*Segundo a Polícia Civil, o número de casos registrados é grande. Todos os tipos de estabelecimentos já se tornaram vítimas e a atenção precisa ser redobrada com o fim de ano

A cuidadora de idosos, Dona Maria Ribeiro Silva registrou na Delegacia de Polícia Civil  de Três Pontas um boletim de ocorrências, como vítima.

É que ao receber um pagamento em uma agência bancária na semana passada, ela não percebeu, mas entre as notas de R$100 que ela recebeu no caixa, havia uma nota falsa.

Como faz todo mês ao receber seu salário, vai à agência trocar o cheque para depois pagar as contas do mês. Isto se repetiu na semana passada. Passado alguns dias, ela foi a um Cartório pagar por um serviço, e a funcionária percebeu a irregularidade. Dona Maria ficou surpresa e nunca tinha tido esta preocupação, ainda mais que o dinheiro estava em um banco. Ela chegou a ir até a agência, mas o gerente disse que Dona Maria teria que ter voltado na agência no mesmo dia, mas já se passou uma semana e ela acabou ficando com o prejuízo.

Nesta terça-feira (27), ela procurou a Delegacia e registrou a ocorrência. A nota foi apreendida.
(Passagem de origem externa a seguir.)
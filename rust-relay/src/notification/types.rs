//! SNS notification types.

use serde::{Deserialize, Serialize};

/// Header carrying the notification type on every SNS HTTP delivery.
pub const MESSAGE_TYPE_HEADER: &str = "x-amz-sns-message-type";

/// Kind of an inbound SNS notification.
#[derive(Debug, Clone, Copy, PartialEq, Eq)]
pub enum MessageType {
    SubscriptionConfirmation,
    UnsubscribeConfirmation,
    Notification,
    Unknown,
}

impl MessageType {
    /// Classify a raw header value. Anything unrecognized is `Unknown`.
    pub fn from_header(value: Option<&str>) -> Self {
        match value.map(str::trim) {
            Some("SubscriptionConfirmation") => MessageType::SubscriptionConfirmation,
            Some("UnsubscribeConfirmation") => MessageType::UnsubscribeConfirmation,
            Some("Notification") => MessageType::Notification,
            _ => MessageType::Unknown,
        }
    }

    pub fn as_str(&self) -> &'static str {
        match self {
            MessageType::SubscriptionConfirmation => "SubscriptionConfirmation",
            MessageType::UnsubscribeConfirmation => "UnsubscribeConfirmation",
            MessageType::Notification => "Notification",
            MessageType::Unknown => "Unknown",
        }
    }
}

/// SNS message body.
///
/// Every field is optional so that a well-formed JSON document always
/// deserializes; missing authenticity fields are rejected by the validator
/// rather than by the JSON gate.
#[derive(Debug, Clone, Default, PartialEq, Serialize, Deserialize)]
pub struct SnsMessage {
    #[serde(rename = "Type", default)]
    pub message_type: Option<String>,
    #[serde(rename = "MessageId", default)]
    pub message_id: Option<String>,
    #[serde(rename = "TopicArn", default)]
    pub topic_arn: Option<String>,
    #[serde(rename = "Subject", default)]
    pub subject: Option<String>,
    #[serde(rename = "Message", default)]
    pub message: Option<String>,
    #[serde(rename = "Timestamp", default)]
    pub timestamp: Option<String>,
    #[serde(rename = "Token", default)]
    pub token: Option<String>,
    #[serde(rename = "SubscribeURL", default)]
    pub subscribe_url: Option<String>,
    #[serde(rename = "UnsubscribeURL", default)]
    pub unsubscribe_url: Option<String>,
    #[serde(rename = "SignatureVersion", default)]
    pub signature_version: Option<String>,
    #[serde(rename = "Signature", default)]
    pub signature: Option<String>,
    #[serde(rename = "SigningCertURL", default)]
    pub signing_cert_url: Option<String>,
}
De acordo com o inspetor da Polícia Civil Gustavo Domingos, ela será encaminhada à perícia da Policia Federal que é responsável por investigar este tipo de crime.
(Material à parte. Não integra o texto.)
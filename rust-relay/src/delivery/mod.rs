//! Delivery to the downstream transfer agent.
//!
//! Every attempt yields an explicit [`DeliveryOutcome`]; failures are data,
//! so the drain engine decides on bounces by matching on the status.

pub mod smtp;

use std::fmt;

use async_trait::async_trait;

pub use smtp::{SmtpConfig, SmtpDeliverer};

/// Result classification of a single delivery attempt.
#[derive(Debug, Clone, Copy, PartialEq, Eq)]
pub enum DeliveryStatus {
    /// Accepted by the transfer agent
    Delivered,
    /// The agent explicitly refused the recipient
    Rejected,
    /// Connection or protocol level failure
    TransportFailure,
    /// Anything else that went wrong during the attempt
    OtherFailure,
}

impl DeliveryStatus {
    /// Whether this outcome requires a failure report.
    pub fn needs_bounce(&self) -> bool {
        !matches!(self, DeliveryStatus::Delivered)
    }
}

impl fmt::Display for DeliveryStatus {
    fn fmt(&self, f: &mut fmt::Formatter<'_>) -> fmt::Result {
        let s = match self {
            DeliveryStatus::Delivered => "delivered",
            DeliveryStatus::Rejected => "rejected",
            DeliveryStatus::TransportFailure => "transport_failure",
            DeliveryStatus::OtherFailure => "other_failure",
        };
        f.write_str(s)
    }
}

/// Outcome of delivering one message to one recipient.
#[derive(Debug, Clone, PartialEq, Eq)]
pub struct DeliveryOutcome {
    pub recipient: String,
    pub status: DeliveryStatus,
    pub detail: String,
}

impl DeliveryOutcome {
    pub fn delivered(recipient: &str, detail: impl Into<String>) -> Self {
        Self::new(recipient, DeliveryStatus::Delivered, detail)
    }

    pub fn new(recipient: &str, status: DeliveryStatus, detail: impl Into<String>) -> Self {
        Self {
            recipient: recipient.to_string(),
            status,
            detail: detail.into(),
        }
    }
}

/// Capability interface over the outbound transfer agent.
#[async_trait]
pub trait Deliverer: Send + Sync {
    /// Deliver `raw` to a single recipient in its own session.
    ///
    /// `from` of `None` submits the null reverse path.
    async fn deliver(&self, from: Option<&str>, recipient: &str, raw: &[u8]) -> DeliveryOutcome;
}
Este tipo de crime está sendo registrado com frequência em Três Pontas. Desde julho, já são 9 ocorrências, a maioria das falsificações, com notas de R$100. Um bar que fica no Centro por exemplo, recebeu em poucos dias, 5 notas falsificadas de R$100, um prejuízo de R$500. Em um posto de combustíveis no bairro Ponte Alta, um rapaz pediu a um frentista que trocasse R$50. Quando o funcionário pegou a nota, respondeu que não poderia trocar porque era falsa e o suspeito saiu correndo.

O que chama a atenção é a falsificação grosseira. Muitas é fácil de ser identificada, não precisam nem de perícia para constatar o problema. São dois papéis grudados um ao outro.
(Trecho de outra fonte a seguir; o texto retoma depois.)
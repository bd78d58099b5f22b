//! Webhook endpoint handlers.
//!
//! The SNS endpoint gates every request in order:
//! 1. Message type header
//! 2. JSON body
//! 3. Certificate and confirmation URL origin, then signature
//!
//! Only then is the notification dispatched. Confirmations are answered by
//! fetching the URL SNS handed us; notifications run a drain pass and
//! respond once it has completed.

use std::sync::Arc;

use axum::{
    body::Bytes,
    extract::State,
    http::{HeaderMap, StatusCode},
    response::{IntoResponse, Response},
    Json,
};
use reqwest::Client;
use serde::Serialize;
use thiserror::Error;
use tracing::{error, info, warn};

use crate::drain::Relay;
use crate::notification::{
    MessageType, NotificationValidator, SnsMessage, ValidationError, MESSAGE_TYPE_HEADER,
};

/// Shared application state.
#[derive(Clone)]
pub struct AppState {
    pub validator: Arc<dyn NotificationValidator>,
    pub relay: Arc<Relay>,
    pub http: Client,
}

impl AppState {
    pub fn new(validator: Arc<dyn NotificationValidator>, relay: Arc<Relay>, http: Client) -> Self {
        Self {
            validator,
            relay,
            http,
        }
    }
}

/// Webhook failures, rendered as a plain text reason.
#[derive(Debug, Error)]
pub enum WebhookError {
    #[error(transparent)]
    Validation(#[from] ValidationError),

    #[error("Request body is not in json format.")]
    InvalidJson,

    #[error("Request to {0} failed.")]
    ConfirmationFailed(&'static str),

    #[error("Mail relay pass failed.")]
    DrainFailed,
}

impl WebhookError {
    fn status(&self) -> StatusCode {
        match self {
            WebhookError::Validation(_) | WebhookError::InvalidJson => StatusCode::BAD_REQUEST,
            WebhookError::ConfirmationFailed(_) | WebhookError::DrainFailed => {
                StatusCode::INTERNAL_SERVER_ERROR
            }
        }
    }
}

impl IntoResponse for WebhookError {
    fn into_response(self) -> Response {
        (self.status(), self.to_string()).into_response()
    }
}

// =============================================================================
// Health Check
// =============================================================================

/// Health check response.
#[derive(Serialize)]
pub struct HealthResponse {
    pub status: &'static str,
}

/// Health check endpoint.
pub async fn health() -> Json<HealthResponse> {
    Json(HealthResponse { status: "ok" })
}

// =============================================================================
// SNS Webhook
// =============================================================================

/// SNS webhook endpoint.
pub async fn sns_webhook(
    State(state): State<AppState>,
    headers: HeaderMap,
    body: Bytes,
) -> Result<Response, WebhookError> {
    let header = headers
        .get(MESSAGE_TYPE_HEADER)
        .and_then(|v| v.to_str().ok());

    let message_type = state.validator.validate_message_type(header).map_err(|e| {
        warn!(message_type = ?header, "sns_invalid_message_type");
        e
    })?;

    let message: SnsMessage = serde_json::from_slice(&body).map_err(|e| {
        warn!(
            message_type = message_type.as_str(),
            error = %e,
            body_length = body.len(),
            "sns_body_not_json"
        );
        WebhookError::InvalidJson
    })?;

    info!(
        message_type = message_type.as_str(),
        message_id = ?message.message_id,
        topic_arn = ?message.topic_arn,
        "sns_webhook_received"
    );

    state
        .validator
        .validate_message(message_type, &message)
        .await
        .map_err(|e| {
            warn!(
                message_type = message_type.as_str(),
                message_id = ?message.message_id,
                reason = %e,
                "sns_validation_failed"
            );
            e
        })?;

    match message_type {
        MessageType::SubscriptionConfirmation => {
            confirm(&state.http, message.subscribe_url.as_deref(), "SubscribeURL").await?;
            info!(topic_arn = ?message.topic_arn, "sns_subscription_confirmed");
            Ok((StatusCode::OK, "Subscription is successfully confirmed.").into_response())
        }
        MessageType::UnsubscribeConfirmation => {
            confirm(&state.http, message.unsubscribe_url.as_deref(), "UnsubscribeURL").await?;
            info!(topic_arn = ?message.topic_arn, "sns_unsubscribed");
            Ok((StatusCode::OK, "Successfully unsubscribed.").into_response())
        }
        MessageType::Notification => {
            run_drain(&state.relay).await?;
            Ok(StatusCode::OK.into_response())
        }
        MessageType::Unknown => {
            warn!(message_id = ?message.message_id, "sns_unknown_message_type");
            Ok(StatusCode::OK.into_response())
        }
    }
}

/// GET a confirmation URL supplied by SNS.
async fn confirm(
    client: &Client,
    url: Option<&str>,
    field: &'static str,
) -> Result<(), WebhookError> {
    let Some(url) = url else {
        warn!(field = field, "sns_confirmation_url_missing");
        return Err(WebhookError::ConfirmationFailed(field));
    };

    match client.get(url).send().await {
        Ok(response) if response.status().is_success() => Ok(()),
        Ok(response) => {
            error!(field = field, status = %response.status(), "sns_confirmation_failed");
            Err(WebhookError::ConfirmationFailed(field))
        }
        Err(e) => {
            error!(field = field, error = %e, "sns_confirmation_failed");
            Err(WebhookError::ConfirmationFailed(field))
        }
    }
}

/// Run a drain pass on its own task and wait for it.
///
/// The pass completes even if the caller goes away.
async fn run_drain(relay: &Arc<Relay>) -> Result<(), WebhookError> {
    let relay = Arc::clone(relay);
    let handle = tokio::spawn(async move { relay.drain().await });

    match handle.await {
        Ok(Ok(report)) => {
            info!(
                objects = report.objects,
                attempts = report.attempts,
                failed = report.failed,
                "sns_notification_drained"
            );
            Ok(())
        }
        Ok(Err(e)) => {
            error!(error = %e, "sns_notification_drain_failed");
            Err(WebhookError::DrainFailed)
        }
        Err(e) => {
            error!(error = %e, "sns_notification_drain_panicked");
            Err(WebhookError::DrainFailed)
        }
    }
}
O inspetor da Polícia Civil Gustavo Domingos, admite que as pessoas não tem o hábito de conferir na hora, se o dinheiro é falsificado ou não, ainda mais de um banco, mas é preciso desconfiar de qualquer estabelecimento. São vários os comércios que estão se tornando vítimas, postos de combustíveis, lanchonetes, bares, entre outros. A orientação dele, é que se utilize uma caneta que identifica se o dinheiro é falso ou verdadeiro. Segundo o inspetor da Polícia Civil, com as compras do fim de ano e o movimento maior de clientes nas lojas é preciso redobrar a atenção.